A. Vikhlinin, A. V. Kravtsov, R. A. Burenin, H. Ebeling, W. R. Forman, A. Hornstrup, C. Jones, S. S. Murray, D. Nagai, H. Quintana, A. Voevodkin

TL;DR

This paper leverages the evolution and normalization of the galaxy cluster mass function from Chandra observations to constrain cosmological parameters, focusing on dark energy through the equation of state $w$ and the geometry of the Universe. By combining cluster growth information with distance priors from SN, BAO, and CMB data, the authors achieve tighter $w$ constraints and competitive limits on $\,Σ m_ν$, while also delivering precise measurements of $Ω_M h$ and $σ_8$. The analysis demonstrates that cluster data provide independent, complementary leverage on cosmology, reducing statistical and systematic uncertainties when integrated with external datasets and highlighting the role of X-ray mass proxies such as $T_X$, $M_{gas}$, and $Y_X$. The work also maps systematic error sources, discusses future improvements, and shows that the results remain consistent with a flat $\\Lambda$CDM framework, with $w_0$ near $-1$ and tight neutrino mass bounds.

Abstract

Chandra observations of large samples of galaxy clusters detected in X-rays by ROSAT provide a new, robust determination of the cluster mass functions at low and high redshifts.
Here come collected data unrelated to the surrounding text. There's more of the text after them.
// ABOUTME: Logging configuration and structured logging setup for observability
// ABOUTME: Configures log levels and output formats via tracing-subscriber
//
// SPDX-License-Identifier: MIT OR Apache-2.0
// Copyright (c) 2025 Intervals MCP Server contributors

//! Production-ready logging configuration with structured output
//!
//! All diagnostic output goes to stderr so the stdio MCP transport keeps
//! stdout clean for JSON-RPC frames.

use anyhow::Result;
use std::env;
use tracing_subscriber::EnvFilter;

/// Logging configuration
#[derive(Debug, Clone)]
pub struct LoggingConfig {
    /// Log level filter (trace, debug, info, warn, error or an `EnvFilter` directive)
    pub level: String,
    /// Output format (json, pretty, compact)
    pub format: LogFormat,
}

/// Log output format options
#[derive(Debug, Clone, PartialEq, Eq)]
pub enum LogFormat {
    /// `JSON` format for production logging
    Json,
    /// Pretty format for development
    Pretty,
    /// Compact format for space-constrained environments
    Compact,
}

impl Default for LoggingConfig {
    fn default() -> Self {
        Self {
            level: "info".into(),
            format: LogFormat::Pretty,
        }
    }
}

impl LoggingConfig {
    /// Create logging configuration from environment variables
    #[must_use]
    pub fn from_env() -> Self {
        let level = env::var("RUST_LOG").unwrap_or_else(|_| "info".into());

        let format = match env::var("LOG_FORMAT").as_deref() {
            Ok("json") => LogFormat::Json,
            Ok("compact") => LogFormat::Compact,
            _ => LogFormat::Pretty,
        };

        Self { level, format }
    }
}

/// Initialize the global tracing subscriber from the given configuration
///
/// # Errors
///
/// Returns an error if a global subscriber has already been installed.
pub fn init(config: &LoggingConfig) -> Result<()> {
    let filter =
        EnvFilter::try_new(&config.level).unwrap_or_else(|_| EnvFilter::new("info"));

    let builder = tracing_subscriber::fmt()
        .with_env_filter(filter)
        .with_writer(std::io::stderr);

    match config.format {
        LogFormat::Json => builder
            .json()
            .try_init()
            .map_err(|e| anyhow::anyhow!("failed to initialize logging: {e}")),
        LogFormat::Pretty => builder
            .try_init()
            .map_err(|e| anyhow::anyhow!("failed to initialize logging: {e}")),
        LogFormat::Compact => builder
            .compact()
            .try_init()
            .map_err(|e| anyhow::anyhow!("failed to initialize logging: {e}")),
    }
}

#[cfg(test)]
mod tests {
    use super::*;

    #[test]
    fn test_default_config() {
        let config = LoggingConfig::default();
        assert_eq!(config.level, "info");
        assert_eq!(config.format, LogFormat::Pretty);
    }
}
Statistical and systematic errors are now sufficiently small, and the redshift leverage sufficiently large for the mass function evolution to be used as a useful growth of structure based dark energy probe. In this paper, we present cosmological parameter constraints obtained from Chandra observations of 36 clusters with <z>=0.55 derived from 400deg^2 ROSAT serendipitous survey and 49 brightest z=~0.05 clusters detected in the All-Sky Survey. Evolution of the mass function between these redshifts requires Omega_Lambda>0 with a ~5sigma significance, and constrains the dark energy equation of state parameter to w0=-1.14+-0.21, assuming constant w and flat universe. Cluster information also significantly improves constraints when combined with other methods. Fitting our cluster data jointly with the latest supernovae, WMAP, and baryonic acoustic oscillations measurements, we obtain w0=-0.991+-0.045 (stat) +-0.039 (sys), a factor of 1.5 reduction in statistical uncertainties, and nearly a factor of 2 improvement in systematics compared to constraints that can be obtained without clusters. The joint analysis of these four datasets puts a conservative upper limit on the masses of light neutrinos, Sum m_nu<0.33 eV at 95% CL. We also present updated measurements of Omega_M*h and sigma_8 from the low-redshift cluster mass function.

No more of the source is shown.